CRISPR genome editing technology was used to successfully block the transmission of the SARS-CoV-2 virus in infected human cells.
The study, published in the journal Nature Communications, could pave the way for coronavirus treatments.
The technology, with the CRISPR/Cas9 ‘genetic scissors’ as its most prominent tool, also holds the promise of curing diseases such as HIV or sickle-cell disease and boosting fundamental medical knowledge.
CRISPR, which allows scientists to alter DNA sequences and modify gene function, has already shown promise in eliminating the genetic coding that drives the development of children’s cancer.
Scientists used an enzyme, CRISPR-Cas13b, that binds to relevant RNA sequences on the novel coronavirus and degrades the genome it needs to replicate inside human cells.

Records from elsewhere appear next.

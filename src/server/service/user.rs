//! User business logic, including ordering and per-user reports.

use sea_orm::DatabaseConnection;

use crate::server::{
    data::{
        order::OrderRepository, purchase::PurchaseRepository, user::UserRepository,
        CrudRepository,
    },
    error::AppError,
    model::{
        order::{CreateOrderParams, Order},
        purchase::Purchase,
        user::{CreateUserParams, TagUsage, UpdateUserParams, User},
    },
    search::{page::SearchParamResponse, Searchable},
};

pub struct UserService<'a> {
    db: &'a DatabaseConnection,
}

impl<'a> UserService<'a> {
    pub fn new(db: &'a DatabaseConnection) -> Self {
        Self { db }
    }

    /// Creates a user.
    ///
    /// # Returns
    /// - `Ok(User)` - Created user
    /// - `Err(AppError::Conflict)` - The username is taken
    /// - `Err(AppError::DbErr)` - Database error
    pub async fn create(&self, params: CreateUserParams) -> Result<User, AppError> {
        let repo = UserRepository::new(self.db);

        if repo.find_by_username(&params.username).await?.is_some() {
            return Err(username_taken(&params.username));
        }

        let user = repo.create(params).await?;

        tracing::info!("Created user {} ({})", user.id, user.username);

        Ok(user)
    }

    pub async fn get(&self, id: i32) -> Result<User, AppError> {
        UserRepository::new(self.db)
            .find_by_id(id)
            .await?
            .ok_or_else(|| not_found(id))
    }

    /// Renames a user.
    ///
    /// # Returns
    /// - `Ok(User)` - Renamed user
    /// - `Err(AppError::NotFound)` - No user with this ID
    /// - `Err(AppError::Conflict)` - The username belongs to another user
    pub async fn update(&self, params: UpdateUserParams) -> Result<User, AppError> {
        let repo = UserRepository::new(self.db);

        if let Some(existing) = repo.find_by_username(&params.username).await? {
            if existing.id != params.id {
                return Err(username_taken(&params.username));
            }
        }

        let id = params.id;
        repo.update(params).await?.ok_or_else(|| not_found(id))
    }

    /// Deletes a user with their orders and purchases.
    pub async fn delete(&self, id: i32) -> Result<(), AppError> {
        if !UserRepository::new(self.db).delete(id).await? {
            return Err(not_found(id));
        }

        tracing::info!("Deleted user {}", id);

        Ok(())
    }

    pub async fn search(
        &self,
        params: &[(String, String)],
    ) -> Result<SearchParamResponse<User>, AppError> {
        let request = entity::user::Entity::parse_request(params)?;

        UserRepository::new(self.db).search(&request).await
    }

    /// Places an order for the user.
    ///
    /// The order, its certificate links and its purchases are written in one
    /// transaction.
    ///
    /// # Returns
    /// - `Ok(Order)` - Placed order with its certificates
    /// - `Err(AppError::NotFound)` - The user or one of the certificates does not exist
    /// - `Err(AppError::DbErr)` - Database error; nothing is written
    pub async fn make_order(&self, params: CreateOrderParams) -> Result<Order, AppError> {
        self.ensure_exists(params.user_id).await?;

        let order = OrderRepository::new(self.db).create(params).await?;

        tracing::info!(
            "User {} placed order {} for {}",
            order.user_id,
            order.id,
            order.cost
        );

        Ok(order)
    }

    /// Searches the orders of a user.
    pub async fn orders_of(
        &self,
        id: i32,
        params: &[(String, String)],
    ) -> Result<SearchParamResponse<Order>, AppError> {
        let request = entity::order::Entity::parse_request(params)?;
        self.ensure_exists(id).await?;

        OrderRepository::new(self.db)
            .search_by_user(id, &request)
            .await
    }

    /// Searches the purchases of a user.
    pub async fn purchases_of(
        &self,
        id: i32,
        params: &[(String, String)],
    ) -> Result<SearchParamResponse<Purchase>, AppError> {
        let request = entity::purchase::Entity::parse_request(params)?;
        self.ensure_exists(id).await?;

        PurchaseRepository::new(self.db)
            .search_by_user(id, &request)
            .await
    }

    /// Tag usage over every order of the user, most used first.
    ///
    /// # Returns
    /// - `Ok(Vec<TagUsage>)` - Usage sorted by count descending then name
    /// - `Err(AppError::NotFound)` - No user with this ID
    pub async fn popular_tags(&self, id: i32) -> Result<Vec<TagUsage>, AppError> {
        self.ensure_exists(id).await?;

        Ok(UserRepository::new(self.db).tag_usage(id).await?)
    }

    /// The tags sharing the highest usage count across the user's orders.
    pub async fn most_popular_tags(&self, id: i32) -> Result<Vec<TagUsage>, AppError> {
        let usage = self.popular_tags(id).await?;

        Ok(top_usage(usage))
    }

    async fn ensure_exists(&self, id: i32) -> Result<(), AppError> {
        if UserRepository::new(self.db).find_by_id(id).await?.is_none() {
            return Err(not_found(id));
        }

        Ok(())
    }
}

/// Keeps the entries whose count equals the maximum count.
fn top_usage(usage: Vec<TagUsage>) -> Vec<TagUsage> {
    let Some(max) = usage.iter().map(|entry| entry.count).max() else {
        return usage;
    };

    usage.into_iter().filter(|entry| entry.count == max).collect()
}

fn not_found(id: i32) -> AppError {
    AppError::NotFound(format!("User with id {} not found", id))
}

fn username_taken(username: &str) -> AppError {
    AppError::Conflict(format!("Username '{}' is already taken", username))
}
pub use super::gift_certificate::Entity as GiftCertificate;
pub use super::gift_certificate_tag::Entity as GiftCertificateTag;
pub use super::order::Entity as Order;
pub use super::order_gift_certificate::Entity as OrderGiftCertificate;
pub use super::purchase::Entity as Purchase;
pub use super::tag::Entity as Tag;
pub use super::user::Entity as User;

Lead author Sharon Lewin from Australia’s Peter Doherty Institute for Infection and Immunity said that the team had designed the CRISPR tool to recognise SARS-CoV-2, the virus responsibly for COVID-19.

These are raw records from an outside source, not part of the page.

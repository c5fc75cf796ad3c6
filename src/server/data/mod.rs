//! Database repository layer for all domain entities.
//!
//! Each repository holds a borrowed connection and converts SeaORM entity models into
//! domain models at the boundary. The five catalog repositories share the
//! `CrudRepository` capability so create, read, update, delete and search read the same
//! way across resources; resource-specific queries are inherent methods.

pub mod gift_certificate;
pub mod order;
pub mod purchase;
pub mod tag;
pub mod user;

#[cfg(test)]
mod test;

use crate::server::{
    error::AppError,
    search::{page::SearchParamResponse, request::SearchParamRequest},
};

/// Create, read, update, delete and search over one resource.
///
/// Operations a resource does not support return `AppError::BadRequest`.
#[allow(async_fn_in_trait)]
pub trait CrudRepository {
    /// Domain model returned by every operation.
    type Model;
    type Id: Copy;
    /// Validated create parameters.
    type Create;
    /// Validated update parameters, carrying the target ID.
    type Update;

    async fn create(&self, params: Self::Create) -> Result<Self::Model, AppError>;

    /// # Returns
    /// - `Ok(Some(Model))` - Record found
    /// - `Ok(None)` - No record with this ID
    /// - `Err(AppError)` - Database error
    async fn find_by_id(&self, id: Self::Id) -> Result<Option<Self::Model>, AppError>;

    /// # Returns
    /// - `Ok(Some(Model))` - Updated record
    /// - `Ok(None)` - No record with the target ID
    /// - `Err(AppError)` - Database error or unsupported operation
    async fn update(&self, params: Self::Update) -> Result<Option<Self::Model>, AppError>;

    /// # Returns
    /// - `Ok(true)` - Record deleted
    /// - `Ok(false)` - No record with this ID
    /// - `Err(AppError)` - Database error or unsupported operation
    async fn delete(&self, id: Self::Id) -> Result<bool, AppError>;

    /// Lists one page of records matching `request`.
    async fn search(
        &self,
        request: &SearchParamRequest,
    ) -> Result<SearchParamResponse<Self::Model>, AppError>;
}

/// Error for an operation a resource does not expose.
pub(crate) fn unsupported<T>(resource: &str, operation: &str) -> Result<T, AppError> {
    Err(AppError::BadRequest(format!(
        "Operation '{}' is not supported for {}",
        operation, resource
    )))
}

“Once the virus is recognised, the CRISPR enzyme is activated and chops up the virus,” she said.
“We targeted several parts of the virus, parts that are very stable and don’t change and parts that are highly changeable, and all worked very well in chopping up the virus.”
The technique also succeeded in stopping viral replication in samples of so-called “variants of concern” such as Alpha.
Although there are several Covid-19 vaccines already on the market, available treatment options are still relatively scarce and only partially effective.
WHO had established a panel of gene editing experts was established in late 2018 after a Chinese scientist said he had edited the genes of twin babies to make then resistant to HIV infection.